UNRWA openly defines itself by the Palestinian “right of return.” Its website says the agency was established “to provide assistance pending the implementation” of UN General Assembly Resolution 194, which UNRWA says “enshrin[es]” that right. At the same time the agency claims it has no mandate to pursue durable solutions for refugees. By tying its mission to Resolution 194 while declining to pursue alternatives, UNRWA signals that return — not resettlement or integration — is the solution it recognizes.
When the Knesset moved in October 2024 to bar UNRWA, Commissioner-General Philippe Lazzarini denounced the legislation as a political attack on Palestinians’ “refugee status” and “right of return.” That response underscores UNRWA’s broader position: the right of return is central to its mission — and to its public communications.
UNRWA’s public messaging amplifies that position. On June 20, 2023, the official @UNRWA X account quoted 92-year-old Daher: “Our right of return is what will eternally fuel our hopes.” On May 26, 2015, @UNRWA posted Amal: “Our dream is the right of return; we cannot imagine spending another 65 years in diaspora,” tagging it #justsolution and framing return as the just outcome.
Testimony from UNRWA students shows that classrooms convey a promise of violent return. Asked whether he learns about peace, UNRWA student Masud said, “Of course not. There’s no peace in our schools. It’s all about us returning to our land. The solution is Jihad in the path of Allah.” On the right of return, UNRWA student Khuteiba said he is taught “to fight, and to keep fighting until Palestine is liberated!” Asked about Jerusalem, UNRWA student Mohammad said, “We kill the Jews. We get rid of the Jews. Inshallah, Jews will be wiped out from all of Palestine by the grace of Allah.”

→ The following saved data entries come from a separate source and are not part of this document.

/// Handles an upgraded WebSocket connection for a single session.
///
/// The connection lifecycle:
/// 1. Wait for `hello` and answer `welcome`.
/// 2. Register the session.
/// 3. Handle commands until the socket closes.
/// 4. Leave any room (announcing `user_left`) and unregister.
pub async fn handle_socket(socket: WebSocket, state: Arc<HubState>) {
    let (mut ws_sender, mut ws_receiver) = socket.split();

    let user = match wait_for_hello(&mut ws_receiver).await {
        Ok(user) => user,
        Err(reason) => {
            tracing::warn!(%reason, "handshake failed");
            let failure = ServerFrame::session(PushEvent::CommandFailed(CommandFailure {
                command: "hello".into(),
                kind: FailureKind::Validation,
                message: reason,
                task_id: None,
            }));
            if let Some(message) = encode(&failure) {
                let _ = ws_sender.send(message).await;
            }
            let _ = ws_sender.send(Message::Close(None)).await;
            return;
        }
    };

    let welcome = ServerFrame::session(PushEvent::Welcome { user: user.clone() });
    let Some(message) = encode(&welcome) else {
        return;
    };
    if let Err(e) = ws_sender.send(message).await {
        tracing::error!(user = %user, error = %e, "failed to send welcome");
        return;
    }

    let (tx, mut rx) = mpsc::unbounded_channel::<Message>();
    let session = state.register(user.clone(), tx).await;
    tracing::info!(session, user = %user, "session started");

    let mut write_task = tokio::spawn(async move {
        while let Some(msg) = rx.recv().await {
            let closing = matches!(msg, Message::Close(_));
            if ws_sender.send(msg).await.is_err() {
                tracing::warn!(session, "WebSocket write failed");
                break;
            }
            if closing {
                break;
            }
        }
    });

    let reader_state = Arc::clone(&state);
    let reader_user = user.clone();
    let mut read_task = tokio::spawn(async move {
        while let Some(Ok(msg)) = ws_receiver.next().await {
            match msg {
                Message::Text(text) => match codec::decode_command(text.as_str()) {
                    Ok(command) => {
                        handle_command(&reader_state, session, &reader_user, command).await;
                    }
                    Err(e) => tracing::warn!(session, error = %e, "malformed command"),
                },
                Message::Close(_) => {
                    tracing::info!(session, "received close frame");
                    break;
                }
                _ => {}
            }
        }
    });

    tokio::select! {
        _ = &mut read_task => write_task.abort(),
        _ = &mut write_task => read_task.abort(),
    }

    if let Some(departure) = state.rooms.disconnect(session).await {
        announce_departure(&state, &departure).await;
    }
    state.unregister(session).await;
    tracing::info!(session, user = %user, "session ended");
}

/// Waits for the `hello` command, returning the announced user.
async fn wait_for_hello(
    receiver: &mut (impl StreamExt<Item = Result<Message, axum::Error>> + Unpin),
) -> Result<UserId, String> {
    while let Some(Ok(msg)) = receiver.next().await {
        match msg {
            Message::Text(text) => {
                return match codec::decode_command(text.as_str()) {
                    Ok(ClientCommand::Hello { user }) if !user.as_str().trim().is_empty() => {
                        Ok(user)
                    }
                    Ok(ClientCommand::Hello { .. }) => Err("empty user id".into()),
                    Ok(other) => Err(format!("expected hello, got {}", other.name())),
                    Err(e) => Err(e.to_string()),
                };
            }
            Message::Close(_) => break,
            _ => {}
        }
    }
    Err("connection closed before hello".into())
}

/// Handles one command from a registered session.
#[allow(clippy::too_many_lines)]
async fn handle_command(state: &Arc<HubState>, session: SessionId, user: &UserId, command: ClientCommand) {
    tracing::debug!(session, command = command.name(), "command received");
    match command {
        ClientCommand::Hello { .. } => {
            tracing::warn!(session, "duplicate hello ignored");
        }
        ClientCommand::JoinRoom { room } => join(state, session, user, room).await,
        ClientCommand::LeaveRoom { room } => {
            if let Some(departure) = state.rooms.leave(&room, session).await {
                tracing::info!(session, room = %room, "left room");
                state
                    .send_to(session, &ServerFrame::in_room(room, PushEvent::RoomLeft))
                    .await;
                announce_departure(state, &departure).await;
            }
        }
        ClientCommand::BroadcastActivity {
            activity_type,
            payload,
        } => {
            let Some(room) = require_room(state, session, "broadcast_activity", None).await else {
                return;
            };
            let event = PushEvent::UserActivity {
                user: user.clone(),
                activity_type,
                payload,
                timestamp_ms: now_ms(),
            };
            state.broadcast(&room, Some(session), event).await;
        }
        ClientCommand::SubmitMove {
            task_id,
            assignee,
            start,
            end,
        } => {
            let Some(room) = require_room(state, session, "submit_move", Some(&task_id)).await
            else {
                return;
            };
            match state
                .workload
                .apply_move(&room, &task_id, assignee, start, end)
                .await
            {
                Ok(task) => {
                    tracing::info!(session, task = %task_id, "task moved");
                    let changed_by = Some(user.clone());
                    announce_change(state, &room, user, task, |task| PushEvent::TaskMoved {
                        task,
                        changed_by,
                    })
                    .await;
                }
                Err(e) => fail(state, session, "submit_move", &e, Some(task_id)).await,
            }
        }
        ClientCommand::SubmitEdit { task_id, patch } => {
            let Some(room) = require_room(state, session, "submit_edit", Some(&task_id)).await
            else {
                return;
            };
            match state.workload.apply_edit(&room, &task_id, &patch).await {
                Ok(task) => {
                    tracing::info!(session, task = %task_id, "task edited");
                    let changed_by = Some(user.clone());
                    announce_change(state, &room, user, task, |task| PushEvent::TaskUpdate {
                        task,
                        changed_by,
                    })
                    .await;
                }
                Err(e) => fail(state, session, "submit_edit", &e, Some(task_id)).await,
            }
        }
        ClientCommand::SubmitBatch { batch_id, changes } => {
            let Some(room) = require_room(state, session, "submit_batch", None).await else {
                return;
            };
            match state.workload.apply_batch(&room, &changes).await {
                Ok(tasks) => {
                    tracing::info!(session, batch = %batch_id, tasks = tasks.len(), "batch applied");
                    for task in &tasks {
                        state.note_change(&room, &task.id, user).await;
                    }
                    let event = PushEvent::BatchTaskUpdate {
                        tasks,
                        batch_id: Some(batch_id),
                    };
                    state.publish(&room, event).await;
                }
                Err(e) => {
                    let task_id = e.task_id().cloned();
                    fail(state, session, "submit_batch", &e, task_id).await;
                }
            }
        }
        ClientCommand::ResolveConflict {
            task_id,
            choice,
            task,
        } => resolve(state, session, user, task_id, choice, task).await,
        ClientCommand::FetchWorkload { room, range } => {
            let (tasks, assignees) = state.workload.snapshot(&room, range).await;
            tracing::debug!(session, room = %room, tasks = tasks.len(), ranged = range.is_some(), "snapshot sent");
            let frame = ServerFrame::in_room(
                room,
                PushEvent::WorkloadSnapshot {
                    tasks,
                    assignees,
                    range,
                },
            );
            state.send_to(session, &frame).await;
        }
    }
}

When UNRWA beneficiaries protested the agency’s March 2024 suspension of Fateh Sharif, who was both an UNRWA principal and the Hamas leader in Lebanon, they insisted that UNRWA’s role is to serve “as an international witness to [Palestinian refugees’] displacement.” This rhetoric has not remained confined to words. UNRWA leaders and teachers have actively mobilized students in support of the “right of return.” In 2018, UNRWA Gaza leaders mobilized their students to join the Hamas-orchestrated March of Return, which UNRWA itself described as a demand to end the Israeli blockade and secure the “right of return” for refugees. Suhail Al-Hindi, the Hamas leader who directed the March of Return and previously headed the UNRWA Gaza Staff Union, called it “a national struggle tool” that would “continue until their goals are achieved, most notably establishing the right of return for all of Palestine and breaking the siege on Gaza.”
On February 25, 2018, the UNRWA Gaza Staff Union published a notice on Facebook instructing teachers and students to participate in a series of UNRWA-organized marches and sit-ins beginning on February 27 and culminating in “a large crowd at our borders.” On September 17, 2018, the Union issued another notice, urging students and teachers to abandon school to join the border marches as a matter of “national duty, and a duty as a union [member].” UNRWA employee and Gaza Staff Union leader Ahmed Labad, also a Hamas member, promoted the marches in an April 6, 2018 Facebook post praising the “courage and bravery of the people of Gaza” who, he claimed, “defeated the Zionist machine,” signing off with the hashtag #I_am_Coming_Back.
The campaign extended beyond Gaza. In Lebanon, UNRWA principal and teachers’ union head Fateh Sharif — also the Hamas leader in Lebanon — issued a Facebook call for Palestinian refugees to “sound your voices and cry out to the occupation, saying that you support resistance, liberation and return,” and proclaiming that “Palestine” and “Jerusalem” are “waiting.”
In response to these calls by their UNRWA mentors, many students participated in the violent border riots, which — like October 7 — aimed to breach the border fence, invade Israeli communities, and kill civilians, while allowing Hamas to probe Israel’s defenses. UNRWA reported that 13 UNRWA students were killed and 227 injured. Its Gaza Director Matthias Schmale framed the marches as evidence of the “dire situation” that demands a “just and lasting solution.” Taken together with UNRWA’s founding commitment to the “right of return” and its refusal to pursue durable alternatives, these developments show that UNRWA does not merely echo the right of return — it institutionalizes and mobilizes it, with concrete and deadly consequences.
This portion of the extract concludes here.